WHAT YOU SHOULD DO: Copy the lines below that contain "expect".
(DATA FOR THIS EXERCISE)
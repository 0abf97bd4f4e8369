//! Tolerant parsing of retrieval signals arriving as text.
//!
//! Accepts strict JSON, JSON wrapped in an extra pair of quotes, single-quoted
//! or Python-literal dicts, and dicts with bare keys or list items. Anything
//! still unreadable becomes the default (all-zero) signals, which routes to
//! escalation.

use std::sync::OnceLock;

use kbqa_core::error::{Error, Result};
use kbqa_core::types::RetrievalSignals;
use regex::Regex;
use serde_json::Value;
use tracing::warn;

/// Parse `raw` or fall back to default signals. Never fails.
pub fn parse_signals(raw: &str) -> RetrievalSignals {
    match try_parse_signals(raw) {
        Ok(s) => s,
        Err(e) => {
            warn!(error = %e, "using default retrieval signals");
            RetrievalSignals::default()
        }
    }
}

pub fn try_parse_signals(raw: &str) -> Result<RetrievalSignals> {
    let s = raw.trim();
    if s.is_empty() {
        return Err(Error::SignalParse("empty input".into()));
    }

    let unquoted = strip_outer_quotes(s);
    let double_quoted = unquoted.replace('\'', "\"");
    let repaired = quote_bare_tokens(&double_quoted);
    let literal = quote_bare_tokens(&normalize_python_literal(unquoted));

    for candidate in [s, unquoted, double_quoted.as_str(), repaired.as_str(), literal.as_str()] {
        if let Ok(v) = serde_json::from_str::<Value>(candidate) {
            if let Some(signals) = signals_from_value(&v) {
                return Ok(signals);
            }
        }
    }
    Err(Error::SignalParse(truncate_for_log(s)))
}

fn strip_outer_quotes(s: &str) -> &str {
    let b = s.as_bytes();
    if b.len() >= 2 && (b[0] == b'"' || b[0] == b'\'') && b[b.len() - 1] == b[0] {
        s[1..s.len() - 1].trim()
    } else {
        s
    }
}

fn bare_key_re() -> &'static Regex {
    static RE: OnceLock<Regex> = OnceLock::new();
    RE.get_or_init(|| Regex::new(r#"([{,]\s*)([A-Za-z_][A-Za-z0-9_]*)\s*:"#).expect("static regex"))
}

fn list_re() -> &'static Regex {
    static RE: OnceLock<Regex> = OnceLock::new();
    RE.get_or_init(|| Regex::new(r"\[([^\[\]]*)\]").expect("static regex"))
}

fn literal_re() -> &'static Regex {
    static RE: OnceLock<Regex> = OnceLock::new();
    RE.get_or_init(|| Regex::new(r"\b(True|False|None)\b").expect("static regex"))
}

fn trailing_comma_re() -> &'static Regex {
    static RE: OnceLock<Regex> = OnceLock::new();
    RE.get_or_init(|| Regex::new(r",\s*([}\]])").expect("static regex"))
}

/// Quote bare object keys and bare list items.
fn quote_bare_tokens(s: &str) -> String {
    let keyed = bare_key_re().replace_all(s, r#"$1"$2":"#);
    list_re()
        .replace_all(&keyed, |caps: &regex::Captures<'_>| {
            let items: Vec<String> = caps[1]
                .split(',')
                .map(str::trim)
                .filter(|item| !item.is_empty())
                .map(|item| {
                    if item.starts_with('"') || item.parse::<f64>().is_ok() || matches!(item, "true" | "false" | "null") {
                        item.to_string()
                    } else {
                        format!("\"{item}\"")
                    }
                })
                .collect();
            format!("[{}]", items.join(", "))
        })
        .into_owned()
}

fn normalize_python_literal(s: &str) -> String {
    let s = s.replace('\'', "\"");
    let s = literal_re().replace_all(&s, |caps: &regex::Captures<'_>| match &caps[1] {
        "True" => "true",
        "False" => "false",
        _ => "null",
    });
    trailing_comma_re().replace_all(&s, "$1").into_owned()
}

#[allow(clippy::cast_possible_truncation, clippy::cast_sign_loss)]
fn signals_from_value(v: &Value) -> Option<RetrievalSignals> {
    let obj = v.as_object()?;
    // "inf" and "NaN" parse as floats; they count as missing.
    let number = |key: &str| -> f64 {
        let v = match obj.get(key) {
            Some(Value::Number(n)) => n.as_f64().unwrap_or(0.0),
            Some(Value::String(s)) => s.trim().parse().unwrap_or(0.0),
            Some(Value::Bool(b)) => f64::from(u8::from(*b)),
            _ => 0.0,
        };
        if v.is_finite() { v } else { 0.0 }
    };
    let sections = match obj.get("sections") {
        Some(Value::Array(items)) => items
            .iter()
            .filter_map(|i| match i {
                Value::String(s) => Some(s.clone()),
                Value::Null => None,
                other => Some(other.to_string()),
            })
            .collect(),
        Some(Value::String(s)) if !s.is_empty() => vec![s.clone()],
        _ => Vec::new(),
    };
    Some(RetrievalSignals {
        top1: number("top1") as f32,
        avg_top5: number("avg_top5") as f32,
        hits: number("hits").max(0.0) as usize,
        sections,
    })
}

fn truncate_for_log(s: &str) -> String {
    const MAX: usize = 120;
    match s.char_indices().nth(MAX) {
        Some((i, _)) => format!("{}...", &s[..i]),
        None => s.to_string(),
    }
}

#[cfg(test)]
mod tests {
    use super::*;

    fn approx(a: f32, b: f32) -> bool {
        (a - b).abs() < 1e-6
    }

    #[test]
    fn non_finite_strings_read_as_zero() {
        let s = parse_signals(r#"{"top1": "inf", "avg_top5": "NaN", "hits": 5}"#);
        assert!(approx(s.top1, 0.0));
        assert!(approx(s.avg_top5, 0.0));
        assert_eq!(s.hits, 5);
    }

    #[test]
    fn strict_json() {
        let s = parse_signals(r#"{"top1": 0.82, "avg_top5": 0.6, "hits": 5, "sections": ["Cleaning"]}"#);
        assert!(approx(s.top1, 0.82));
        assert_eq!(s.hits, 5);
        assert_eq!(s.sections, vec!["Cleaning".to_string()]);
    }

    #[test]
    fn single_quoted_and_wrapped() {
        let s = parse_signals(r#""{'top1': 0.5, 'avg_top5': 0.4, 'hits': 4}""#);
        assert!(approx(s.top1, 0.5));
        assert_eq!(s.hits, 4);
    }

    #[test]
    fn bare_keys_and_list_items() {
        let s = parse_signals("{top1: 0.9, avg_top5: 0.7, hits: 6, sections: [Cleaning, Milk]}");
        assert!(approx(s.avg_top5, 0.7));
        assert_eq!(s.sections, vec!["Cleaning".to_string(), "Milk".to_string()]);
    }

    #[test]
    fn python_literal() {
        let s = parse_signals("{'top1': 0.4, 'avg_top5': 0.35, 'hits': 3, 'sections': None,}");
        assert!(approx(s.top1, 0.4));
        assert!(s.sections.is_empty());
    }

    #[test]
    fn garbage_defaults_to_zero() {
        assert_eq!(parse_signals("not signals at all"), RetrievalSignals::default());
        assert_eq!(parse_signals(""), RetrievalSignals::default());
        assert!(matches!(try_parse_signals("[1, 2]"), Err(Error::SignalParse(_))));
    }
}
(End DATA FOR THIS EXERCISE)
TASK RESULT:
    RE.get_or_init(|| Regex::new(r#"([{,]\s*)([A-Za-z_][A-Za-z0-9_]*)\s*:"#).expect("static regex"))
    RE.get_or_init(|| Regex::new(r"\[([^\[\]]*)\]").expect("static regex"))
    RE.get_or_init(|| Regex::new(r"\b(True|False|None)\b").expect("static regex"))
    RE.get_or_init(|| Regex::new(r",\s*([}\]])").expect("static regex"))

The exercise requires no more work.